01:08 min

ultimora

Faraoni: “Inter? La verità è che non c’entravo nulla. Mi rendo conto solo ora…”

Alessandro Cosattini

L'esterno dell'Hellas Verona Davide Faraoni ha parlato a Cronache di Spogliatoio anche del suo passato all’Inter

L'esterno dell'Hellas Verona Davide Faraoni ha parlato a Cronache di Spogliatoio anche del suo passato all’Inter:

Io, in Prima Squadra all’Inter. Mi rendo conto solo adesso di quanto fossi in una dimensione non reale. In un sogno, direi. Avevo l’incoscienza di un ragazzo, e questo mi faceva giocare con tranquillità.
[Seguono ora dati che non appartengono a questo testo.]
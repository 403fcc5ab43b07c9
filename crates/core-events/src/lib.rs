//! Input events delivered to a text-edit widget.
//!
//! Pointer coordinates are surface pixels; the widget subtracts its own
//! origin before hit-testing. Ticks carry the timestamp the owner's loop
//! observed so blink timing stays deterministic under test.

use std::fmt;
use std::time::Instant;

pub mod script;
pub use script::{KeyScriptError, parse_key_script};

/// Top-level event consumed by `TextEdit::process_event`.
#[derive(Debug, Clone, PartialEq, Eq)]
pub enum Event {
    Mouse(MouseEvent),
    Key(KeyEvent),
    Scrollbar(ScrollbarEvent),
    /// Periodic monotonic tick driving the cursor blink.
    Tick(Instant),
    FocusGained,
    FocusLost,
}

bitflags::bitflags! {
    #[derive(Clone, Copy, Debug, Default, PartialEq, Eq, Hash)]
    pub struct KeyModifiers: u8 {
        const CTRL = 0b0000_0001;
        const ALT  = 0b0000_0010;
        const SHIFT= 0b0000_0100;
    }
}

#[derive(Debug, Clone, Copy, PartialEq, Eq, Hash)]
pub struct MouseEvent {
    pub kind: MouseEventKind,
    pub x: i32,
    pub y: i32,
    pub mods: KeyModifiers,
}

impl MouseEvent {
    pub fn new(kind: MouseEventKind, x: i32, y: i32) -> Self {
        Self {
            kind,
            x,
            y,
            mods: KeyModifiers::empty(),
        }
    }
}

#[derive(Debug, Clone, Copy, PartialEq, Eq, Hash)]
pub enum MouseEventKind {
    Down(MouseButton),
    Up(MouseButton),
    Drag(MouseButton),
    ScrollUp,
    ScrollDown,
    Moved,
}

#[derive(Debug, Clone, Copy, PartialEq, Eq, Hash)]
pub enum MouseButton {
    Left,
    Middle,
    Right,
}

#[derive(Debug, Clone, Copy, PartialEq, Eq, Hash)]
pub enum Orientation {
    Vertical,
    Horizontal,
}

/// Scrollbar thumb moved by the user. `value` is a line index for the
/// vertical bar and a pixel offset for the horizontal one.
#[derive(Debug, Clone, Copy, PartialEq, Eq, Hash)]
pub struct ScrollbarEvent {
    pub orientation: Orientation,
    pub value: u32,
}

#[derive(Debug, Clone, Copy, PartialEq, Eq, Hash)]
pub struct KeyEvent {
    pub code: KeyCode,
    pub mods: KeyModifiers,
}

impl KeyEvent {
    pub fn new(code: KeyCode, mods: KeyModifiers) -> Self {
        Self { code, mods }
    }

    pub fn plain(code: KeyCode) -> Self {
        Self::new(code, KeyModifiers::empty())
    }

    pub fn shift(&self) -> bool {
        self.mods.contains(KeyModifiers::SHIFT)
    }

    pub fn ctrl(&self) -> bool {
        self.mods.contains(KeyModifiers::CTRL)
    }
}

/// Normalized logical keys. Control characters delivered as `Char` (BS,
/// DEL, CR, LF) are resolved by the key translator.
#[derive(Debug, Clone, Copy, PartialEq, Eq, Hash)]
pub enum KeyCode {
    Char(char),
    Enter,
    Esc,
    Backspace,
    Delete,
    Insert,
    Tab,
    Up,
    Down,
    Left,
    Right,
    Home,
    End,
    PageUp,
    PageDown,
}

impl fmt::Display for KeyEvent {
    fn fmt(&self, f: &mut fmt::Formatter<'_>) -> fmt::Result {
        write!(f, "{:?}{:?}", self.code, self.mods)
    }
}

#[cfg(test)]
mod tests {
    use super::*;

    #[test]
    fn key_event_display() {
        let k = KeyEvent::new(KeyCode::Char('x'), KeyModifiers::CTRL);
        let s = format!("{}", k);
        assert!(s.contains("Char"));
        assert!(k.ctrl());
        assert!(!k.shift());
    }

    #[test]
    fn mouse_event_defaults_to_no_modifiers() {
        let m = MouseEvent::new(MouseEventKind::Down(MouseButton::Left), 3, 4);
        assert!(m.mods.is_empty());
        assert_eq!((m.x, m.y), (3, 4));
    }
}
//! Conversion between external UTF-8 text and stored code units.
//!
//! Input is NFC-normalized first so a precomposed character occupies one cell
//! instead of a base cell plus a combining cell. `\r\n` and lone `\r` become a
//! single [`LINE_BREAK`]. Characters outside the Basic Multilingual Plane do
//! not fit a single 16-bit cell and are stored as U+FFFD.

use crate::{CodeUnit, LINE_BREAK};
use unicode_normalization::UnicodeNormalization;

pub const REPLACEMENT: CodeUnit = 0xFFFD;

/// Code unit for a single char, `None` outside the BMP.
pub fn unit_from_char(c: char) -> Option<CodeUnit> {
    u16::try_from(u32::from(c)).ok()
}

/// Encode external text into code units.
pub fn encode(text: &str) -> Vec<CodeUnit> {
    let mut out = Vec::with_capacity(text.len());
    let mut chars = text.nfc().peekable();
    while let Some(c) = chars.next() {
        match c {
            '\r' => {
                if chars.peek() == Some(&'\n') {
                    chars.next();
                }
                out.push(LINE_BREAK);
            }
            c => out.push(unit_from_char(c).unwrap_or(REPLACEMENT)),
        }
    }
    out
}

/// Decode code units back to a `String`; unpaired surrogates become U+FFFD.
pub fn decode(units: &[CodeUnit]) -> String {
    char::decode_utf16(units.iter().copied())
        .map(|r| r.unwrap_or(char::REPLACEMENT_CHARACTER))
        .collect()
}
//! Configuration loading and parsing.
//!
//! Parses `rawedit.toml` (or an override path provided by the binary).
//! Every field is optional; a missing file or a parse failure yields the
//! defaults. The raw values are retained and [`Config::effective`] clamps
//! them into usable ranges, logging each clamp under `target: "config"`.
//! Unknown fields are ignored so older binaries accept newer files.
//!
//! ```toml
//! [limits]
//! max_line_cells = 32767
//! max_lines = 65535
//! max_chars = 0          # 0 = unlimited
//!
//! [cursor]
//! blink = true
//! blink_interval_ms = 500
//!
//! [scroll]
//! wheel_lines = 3
//!
//! [clipboard]
//! max_units = 65536
//! ```

use anyhow::Result;
use serde::Deserialize;
use std::{fs, path::PathBuf, time::Duration};
use tracing::{info, warn};

pub const CONFIG_FILE_NAME: &str = "rawedit.toml";
pub const MIN_BLINK_INTERVAL_MS: u64 = 50;

#[derive(Debug, Deserialize, Clone, PartialEq, Eq)]
#[serde(default)]
pub struct LimitsConfig {
    pub max_line_cells: usize,
    pub max_lines: usize,
    pub max_chars: usize,
}

impl Default for LimitsConfig {
    fn default() -> Self {
        Self {
            max_line_cells: 32_767,
            max_lines: 65_535,
            max_chars: 0,
        }
    }
}

#[derive(Debug, Deserialize, Clone, PartialEq, Eq)]
#[serde(default)]
pub struct CursorConfig {
    pub blink: bool,
    pub blink_interval_ms: u64,
}

impl Default for CursorConfig {
    fn default() -> Self {
        Self {
            blink: true,
            blink_interval_ms: 500,
        }
    }
}

#[derive(Debug, Deserialize, Clone, PartialEq, Eq)]
#[serde(default)]
pub struct ScrollConfig {
    pub wheel_lines: usize,
}

impl Default for ScrollConfig {
    fn default() -> Self {
        Self { wheel_lines: 3 }
    }
}

#[derive(Debug, Deserialize, Clone, PartialEq, Eq)]
#[serde(default)]
pub struct ClipboardConfig {
    pub max_units: usize,
}

impl Default for ClipboardConfig {
    fn default() -> Self {
        Self { max_units: 65_536 }
    }
}

#[derive(Debug, Deserialize, Default, Clone, PartialEq, Eq)]
pub struct ConfigFile {
    #[serde(default)]
    pub limits: LimitsConfig,
    #[serde(default)]
    pub cursor: CursorConfig,
    #[serde(default)]
    pub scroll: ScrollConfig,
    #[serde(default)]
    pub clipboard: ClipboardConfig,
}

#[derive(Debug, Clone, Default)]
pub struct Config {
    pub raw: Option<String>, // original file string (optional)
    pub file: ConfigFile,    // parsed (or default) data
}

/// Clamped values ready to hand to the engine.
#[derive(Debug, Clone, Copy, PartialEq, Eq)]
pub struct EffectiveConfig {
    pub max_line_cells: usize,
    pub max_lines: usize,
    pub max_chars: usize,
    pub blink: bool,
    pub blink_interval: Duration,
    pub wheel_lines: usize,
    pub clipboard_units: usize,
}

/// Best-effort config path: working directory first, then the platform
/// config dir (XDG / AppData Roaming).
pub fn discover() -> PathBuf {
    let local = PathBuf::from(CONFIG_FILE_NAME);
    if local.exists() {
        return local;
    }
    if let Some(dir) = dirs::config_dir() {
        return dir.join("rawedit").join(CONFIG_FILE_NAME);
    }
    PathBuf::from(CONFIG_FILE_NAME)
}

pub fn load_from(path: Option<PathBuf>) -> Result<Config> {
    let path = path.unwrap_or_else(discover);
    let Ok(content) = fs::read_to_string(&path) else {
        return Ok(Config::default());
    };
    match toml::from_str::<ConfigFile>(&content) {
        Ok(file) => Ok(Config {
            raw: Some(content),
            file,
        }),
        Err(e) => {
            warn!(target: "config", path = %path.display(), error = %e, "config_parse_failed");
            Ok(Config::default())
        }
    }
}

fn at_least<T>(name: &'static str, raw: T, min: T) -> T
where
    T: PartialOrd + Copy + std::fmt::Display,
{
    if raw < min {
        info!(target: "config", field = name, raw = %raw, clamped = %min, "config_value_clamped");
        min
    } else {
        raw
    }
}

impl Config {
    /// Clamp the parsed values. Each adjusted field is logged at `info`.
    pub fn effective(&self) -> EffectiveConfig {
        let f = &self.file;
        EffectiveConfig {
            max_line_cells: at_least("limits.max_line_cells", f.limits.max_line_cells, 1),
            max_lines: at_least("limits.max_lines", f.limits.max_lines, 1),
            max_chars: f.limits.max_chars,
            blink: f.cursor.blink,
            blink_interval: Duration::from_millis(at_least(
                "cursor.blink_interval_ms",
                f.cursor.blink_interval_ms,
                MIN_BLINK_INTERVAL_MS,
            )),
            wheel_lines: at_least("scroll.wheel_lines", f.scroll.wheel_lines, 1),
            clipboard_units: f.clipboard.max_units,
        }
    }
}

impl Default for EffectiveConfig {
    fn default() -> Self {
        Config::default().effective()
    }
}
Ora, qualche mese dopo, ho realizzato e di colpo ho capito quanto sia difficile restare in Serie A. Questa riflessione, negli ultimi tempi, mi aveva penalizzato. Non ero alla loro altezza, non potevo restare all’Inter. Sono arrivato dopo il Triplete, non c’entravo niente con loro, né tecnicamente e né fisicamente. Avevo bisogno di andare via: mi misi in gioco all’Udinese. Aver fiducia, stare in panchina e poi rientrare. Non posso andare a casa da perdente, secondo me quello che hanno gli stranieri quando vengono qui è proprio questo: non possono permettersi di tornare indietro, non hanno scelta. Sono più cattivi proprio per questo. Spesso, gli italiani sono nella comfort zone. Caratterialmente ci mangiano per questo motivo, hanno meno scelte".

GIOVANILI INTER - "La vita di lago è semplice: beachvolley, locali sulla sabbia. Camminate. E il calcetto saponato all’Aquafelix, un parco giochi vicino a Civitavecchia. Praticamente un suicidio: giochi a calcetto su un telo pieno di sapone, dove non fai altro che scivolare. Io ero incosciente, se scivoli non ti fermi, travolgi sicuramente qualcun altro e ti rompi o la caviglia, o il braccio. Da un mondo a un altro. A Milano c’era un ragazzo svedese pacato, biondo, con gli occhi azzurri. Io facevo un casino… Tutti lo chiamavano ‘Ikea’. Devo essere sincero: non sapevo cosa fosse l’Ikea. Ho dovuto chiederlo. Mi colpiva il suo modo di fare, completamente opposto al mio. Distinto, in ordine, arrivava all’allenamento con il Porsche perché il padre è un dirigente di Microsoft. Insomma, un mondo diverso dal mio. Mi sono fatto degli amici: c’erano Samuele Longo e Denis Alibec, per il mio compleanno mi hanno regalato un enorme cuore rosso con le loro firme che custodisco ancora".